SUPPLIED RECORDS:
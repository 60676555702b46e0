macro_rules! quantity {
    ($(#[$attribute:meta])* $name:ident, suffix: $suffix:literal, precision: $precision:literal) => {
        $(#[$attribute])*
        #[repr(transparent)]
        #[must_use]
        #[derive(
            ::derive_more::Add,
            ::derive_more::AddAssign,
            ::derive_more::From,
            ::derive_more::FromStr,
            ::derive_more::Neg,
            ::derive_more::Sub,
            ::derive_more::SubAssign,
            ::derive_more::Sum,
            ::serde::Deserialize,
            ::serde::Serialize,
            ::std::clone::Clone,
            ::std::marker::Copy,
        )]
        pub struct $name(pub f64);

        impl ::std::fmt::Display for $name {
            fn fmt(&self, formatter: &mut ::std::fmt::Formatter<'_>) -> ::std::fmt::Result {
                write!(formatter, concat!("{:.", $precision, "} ", $suffix), self.0)
            }
        }

        impl ::std::fmt::Debug for $name {
            fn fmt(&self, formatter: &mut ::std::fmt::Formatter<'_>) -> ::std::fmt::Result {
                write!(formatter, concat!("{:.", $precision, "}", $suffix), self.0)
            }
        }

        impl ::std::cmp::PartialOrd for $name {
            fn partial_cmp(&self, other: &Self) -> Option<::std::cmp::Ordering> {
                Some(self.cmp(other))
            }
        }

        impl ::std::cmp::Ord for $name {
            fn cmp(&self, other: &Self) -> ::std::cmp::Ordering {
                ::ordered_float::OrderedFloat(self.0).cmp(&::ordered_float::OrderedFloat(other.0))
            }
        }

        impl ::std::cmp::PartialEq for $name {
            fn eq(&self, other: &Self) -> bool {
                ::ordered_float::OrderedFloat(self.0).eq(&::ordered_float::OrderedFloat(other.0))
            }
        }

        impl ::std::cmp::Eq for $name {}
    };
}

macro_rules! implement_mul {
    ($lhs:ident, $rhs:ident, $output:ident) => {
        impl ::std::ops::Mul<$rhs> for $lhs {
            type Output = $output;

            fn mul(self, rhs: $rhs) -> Self::Output {
                $output(self.0 * rhs.0)
            }
        }
    };
}

macro_rules! implement_div {
    ($lhs:ident, $rhs:ident, $output:ident) => {
        impl ::std::ops::Div<$rhs> for $lhs {
            type Output = $output;

            fn div(self, rhs: $rhs) -> Self::Output {
                $output(self.0 / rhs.0)
            }
        }
    };
}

PROBLEM TO SOLVE:
Which lines above carry the string "precision"? Copy those lines.

RESPONSE TO THIS EXERCISE:
    ($(#[$attribute:meta])* $name:ident, suffix: $suffix:literal, precision: $precision:literal) => {
                write!(formatter, concat!("{:.", $precision, "} ", $suffix), self.0)
                write!(formatter, concat!("{:.", $precision, "}", $suffix), self.0)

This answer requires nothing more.